January 10th, 2011

ménagère

Excusez-moi de vous déranger

C'est atterrant d'entendre les tristes laïus de ces rebuts de l'humanité qui traînent dans le métro, extorquant quelque argent à des smicards pour se payer leur barrette de shit. Outre le bruit et l'odeur, leur baratin est toujours le même et par sa médiocrité, vous plonge dans la consternation plus encore que la situation personnelle du ladre en question. Pourtant, c'est pas compliqué d'y mettre un peu de gueule, quoi. Tiens, un quart d'heure, et voilà ce que je fais :

Perclus par les tourments d'un destin contrariant,
Orphelin à six ans, enfant de l'assistance,
Exposé aux brimades, objet de maltraitance,
Me ferez-vous l'aumône, messieurs, d'un ou deux francs ?

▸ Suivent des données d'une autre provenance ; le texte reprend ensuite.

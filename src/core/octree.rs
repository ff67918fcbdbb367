use std::collections::HashMap;

use glam::Vec3;

use crate::math::{ray_hits_aabb, Ray, AABB};
use crate::scene::EntityId;

/// Root growth attempts before an object is parked at the root as-is
const MAX_GROW_STEPS: usize = 32;

/// Smallest half-size of a freshly created root
const MIN_ROOT_HALF_SIZE: f32 = 1.0;

#[derive(Debug, Clone, Copy, PartialEq)]
pub struct OctreeConfig {
    /// Objects a leaf may hold before it splits
    pub objects_threshold: usize,
    /// Fraction of a node's half-size added on every side of its cube
    pub overlap_pct: f32,
    pub depth_max: usize,
    /// Queue inserts until the next `flush`
    pub deferred: bool,
}

impl Default for OctreeConfig {
    fn default() -> Self {
        Self {
            objects_threshold: 8,
            overlap_pct: 0.15,
            depth_max: 16,
            deferred: true,
        }
    }
}

/// Octree build statistics
#[derive(Debug, Clone, Copy, Default, PartialEq)]
pub struct OctreeStats {
    pub num_nodes: usize,
    pub num_leaves: usize,
    pub max_depth: usize,
    pub total_objects: usize,
}

#[derive(Debug, Clone)]
struct OctreeNode {
    center: Vec3,
    half_size: f32,
    depth: usize,
    loose: AABB,
    objects: Vec<(EntityId, AABB)>,
    children: Option<Box<[OctreeNode; 8]>>,
}

impl OctreeNode {
    fn new(center: Vec3, half_size: f32, depth: usize, overlap_pct: f32) -> Self {
        let extent = Vec3::splat(half_size * (1.0 + overlap_pct));
        Self {
            center,
            half_size,
            depth,
            loose: AABB::new(center - extent, center + extent),
            objects: Vec::new(),
            children: None,
        }
    }

    fn octant(&self, bounds: &AABB) -> usize {
        let c = bounds.center();
        (c.x >= self.center.x) as usize
            | ((c.y >= self.center.y) as usize) << 1
            | ((c.z >= self.center.z) as usize) << 2
    }

    fn child_center(&self, octant: usize) -> Vec3 {
        let quarter = self.half_size * 0.5;
        let sign = |bit: usize| if octant & bit != 0 { quarter } else { -quarter };
        self.center + Vec3::new(sign(1), sign(2), sign(4))
    }

    fn insert(&mut self, id: EntityId, bounds: AABB, config: &OctreeConfig) {
        let octant = self.octant(&bounds);
        if let Some(children) = self.children.as_mut() {
            let child = &mut children[octant];
            if child.loose.contains(&bounds) {
                child.insert(id, bounds, config);
                return;
            }
            self.objects.push((id, bounds));
            return;
        }

        self.objects.push((id, bounds));
        if self.objects.len() > config.objects_threshold && self.depth < config.depth_max {
            self.split(config);
        }
    }

    fn split(&mut self, config: &OctreeConfig) {
        let half = self.half_size * 0.5;
        let depth = self.depth + 1;
        let children: [OctreeNode; 8] = std::array::from_fn(|i| {
            OctreeNode::new(self.child_center(i), half, depth, config.overlap_pct)
        });
        self.children = Some(Box::new(children));

        for (id, bounds) in std::mem::take(&mut self.objects) {
            self.insert(id, bounds, config);
        }
    }

    fn remove(&mut self, id: EntityId, bounds: &AABB, config: &OctreeConfig) -> bool {
        if let Some(pos) = self.objects.iter().position(|(oid, _)| *oid == id) {
            self.objects.swap_remove(pos);
            return true;
        }

        let removed = match self.children.as_mut() {
            Some(children) => children
                .iter_mut()
                .filter(|c| c.loose.contains(bounds))
                .any(|c| c.remove(id, bounds, config)),
            None => false,
        };

        if removed {
            self.try_merge(config);
        }
        removed
    }

    /// Collapse leaf children back into this node once they hold few objects
    fn try_merge(&mut self, config: &OctreeConfig) {
        let Some(children) = self.children.as_ref() else {
            return;
        };
        if children.iter().any(|c| c.children.is_some()) {
            return;
        }
        let total = self.objects.len() + children.iter().map(|c| c.objects.len()).sum::<usize>();
        if total > config.objects_threshold {
            return;
        }
        if let Some(children) = self.children.take() {
            for child in *children {
                self.objects.extend(child.objects);
            }
        }
    }

    fn search_ray(&self, ray: &Ray, out: &mut Vec<EntityId>) {
        if ray_hits_aabb(ray, self.loose.min, self.loose.max).is_none() {
            return;
        }
        out.extend(
            self.objects
                .iter()
                .filter(|(_, b)| ray_hits_aabb(ray, b.min, b.max).is_some())
                .map(|(id, _)| *id),
        );
        if let Some(children) = &self.children {
            for child in children.iter() {
                child.search_ray(ray, out);
            }
        }
    }

    fn search_aabb(&self, region: &AABB, out: &mut Vec<EntityId>) {
        if !self.loose.intersects(region) {
            return;
        }
        out.extend(
            self.objects
                .iter()
                .filter(|(_, b)| b.intersects(region))
                .map(|(id, _)| *id),
        );
        if let Some(children) = &self.children {
            for child in children.iter() {
                child.search_aabb(region, out);
            }
        }
    }

    fn collect_objects(self, out: &mut Vec<(EntityId, AABB)>) {
        out.extend(self.objects);
        if let Some(children) = self.children {
            for child in *children {
                child.collect_objects(out);
            }
        }
    }

    fn gather_stats(&self, stats: &mut OctreeStats) {
        stats.num_nodes += 1;
        stats.max_depth = stats.max_depth.max(self.depth);
        stats.total_objects += self.objects.len();

        match &self.children {
            Some(children) => {
                for child in children.iter() {
                    child.gather_stats(stats);
                }
            }
            None => stats.num_leaves += 1,
        }
    }
}

/// Loose octree over entity bounding boxes.
///
/// Queries are a coarse filter: they return every entity whose box the ray
/// or region touches, which is a superset of exact geometric hits. The tree
/// stores copies of the boxes, so callers must `update` after an entity moves.
#[derive(Debug, Clone, Default)]
pub struct Octree {
    config: OctreeConfig,
    root: Option<OctreeNode>,
    entries: HashMap<EntityId, AABB>,
    pending: Vec<(EntityId, AABB)>,
}

impl Octree {
    pub fn new(config: OctreeConfig) -> Self {
        Self {
            config,
            ..Default::default()
        }
    }

    pub fn config(&self) -> &OctreeConfig {
        &self.config
    }

    /// Indexed objects, excluding inserts still pending
    pub fn len(&self) -> usize {
        self.entries.len()
    }

    pub fn is_empty(&self) -> bool {
        self.entries.is_empty()
    }

    pub fn pending_len(&self) -> usize {
        self.pending.len()
    }

    /// Known to the tree, either indexed or pending
    pub fn contains(&self, id: EntityId) -> bool {
        self.entries.contains_key(&id) || self.pending.iter().any(|(pid, _)| *pid == id)
    }

    pub fn insert(&mut self, id: EntityId, bounds: AABB) {
        if self.config.deferred {
            self.pending.push((id, bounds));
        } else {
            self.insert_now(id, bounds);
        }
    }

    /// Apply every pending insert
    pub fn flush(&mut self) {
        if self.pending.is_empty() {
            return;
        }
        log::trace!("octree flushing {} pending inserts", self.pending.len());
        for (id, bounds) in std::mem::take(&mut self.pending) {
            self.insert_now(id, bounds);
        }
    }

    /// Re-index an object under new bounds. Returns false for unknown ids.
    pub fn update(&mut self, id: EntityId, bounds: AABB) -> bool {
        if let Some(entry) = self.pending.iter_mut().find(|(pid, _)| *pid == id) {
            entry.1 = bounds;
            return true;
        }
        if !self.remove_indexed(id) {
            return false;
        }
        self.insert_now(id, bounds);
        true
    }

    pub fn remove(&mut self, id: EntityId) -> bool {
        let before = self.pending.len();
        self.pending.retain(|(pid, _)| *pid != id);
        let was_pending = self.pending.len() != before;
        self.remove_indexed(id) || was_pending
    }

    pub fn clear(&mut self) {
        self.root = None;
        self.entries.clear();
        self.pending.clear();
    }

    pub fn search_ray(&self, ray: &Ray) -> Vec<EntityId> {
        let mut out = Vec::new();
        if let Some(root) = &self.root {
            root.search_ray(ray, &mut out);
        }
        out
    }

    pub fn search_aabb(&self, region: &AABB) -> Vec<EntityId> {
        let mut out = Vec::new();
        if let Some(root) = &self.root {
            root.search_aabb(region, &mut out);
        }
        out
    }

    pub fn stats(&self) -> OctreeStats {
        let mut stats = OctreeStats::default();
        if let Some(root) = &self.root {
            root.gather_stats(&mut stats);
        }
        stats
    }

    /// Bounds of the root cube including overlap
    pub fn root_bounds(&self) -> Option<AABB> {
        self.root.as_ref().map(|r| r.loose)
    }

    fn insert_now(&mut self, id: EntityId, bounds: AABB) {
        if self.entries.contains_key(&id) {
            log::warn!("{:?} inserted twice into octree; treating as update", id);
            self.remove_indexed(id);
        }

        let config = self.config;
        let root = self.root.get_or_insert_with(|| {
            let half = (bounds.size().max_element() * 0.5).max(MIN_ROOT_HALF_SIZE);
            OctreeNode::new(bounds.center(), half, 0, config.overlap_pct)
        });

        if !root.loose.contains(&bounds) {
            self.grow_to_fit(&bounds);
        }

        self.entries.insert(id, bounds);
        if let Some(root) = self.root.as_mut() {
            root.insert(id, bounds, &config);
        }
    }

    fn remove_indexed(&mut self, id: EntityId) -> bool {
        let Some(bounds) = self.entries.remove(&id) else {
            return false;
        };
        let config = self.config;
        let removed = self
            .root
            .as_mut()
            .is_some_and(|root| root.remove(id, &bounds, &config));
        if !removed {
            log::warn!("{:?} was tracked but missing from octree nodes", id);
        }
        removed
    }

    /// Double the root towards `bounds` until it fits, then re-insert everything
    fn grow_to_fit(&mut self, bounds: &AABB) {
        let Some(old_root) = self.root.take() else {
            return;
        };
        let config = self.config;

        let mut center = old_root.center;
        let mut half = old_root.half_size;
        let target = bounds.center();
        let mut fits = false;
        for _ in 0..MAX_GROW_STEPS {
            let step = Vec3::new(
                if target.x >= center.x { half } else { -half },
                if target.y >= center.y { half } else { -half },
                if target.z >= center.z { half } else { -half },
            );
            center += step;
            half *= 2.0;
            if OctreeNode::new(center, half, 0, config.overlap_pct).loose.contains(bounds) {
                fits = true;
                break;
            }
        }
        if !fits {
            log::warn!("octree could not grow around {:?}; keeping it at the root", bounds);
        }

        let mut objects = Vec::with_capacity(self.entries.len());
        old_root.collect_objects(&mut objects);

        let mut root = OctreeNode::new(center, half, 0, config.overlap_pct);
        for (id, b) in objects {
            root.insert(id, b, &config);
        }
        log::debug!("octree root grown to half-size {}", half);
        self.root = Some(root);
    }
}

Certes, il en est bien d'autres qui vous sollicitent,
Tant qui, comme moi-même, quémandent la monnaie,
Vous attristent, importunent, ou parfois vous effraient,
Annonant tristement ce texte qu'ils récitent.

Ils sont poltrons jusque dans la mendicité
Sans honte la font rimer avec facilité
Ne leur préférez-vous cent fois un bon quatrain ?

Moi au moins, notez-le, je me suis bien fait chier,
Comptez-les, je vous prie, ça fait bien douze pieds.
Je mendie, j'en rougis, mais en alexandrins.


Si avec ça, on ne récolte pas 50 euros par jour, c'est bien le diable.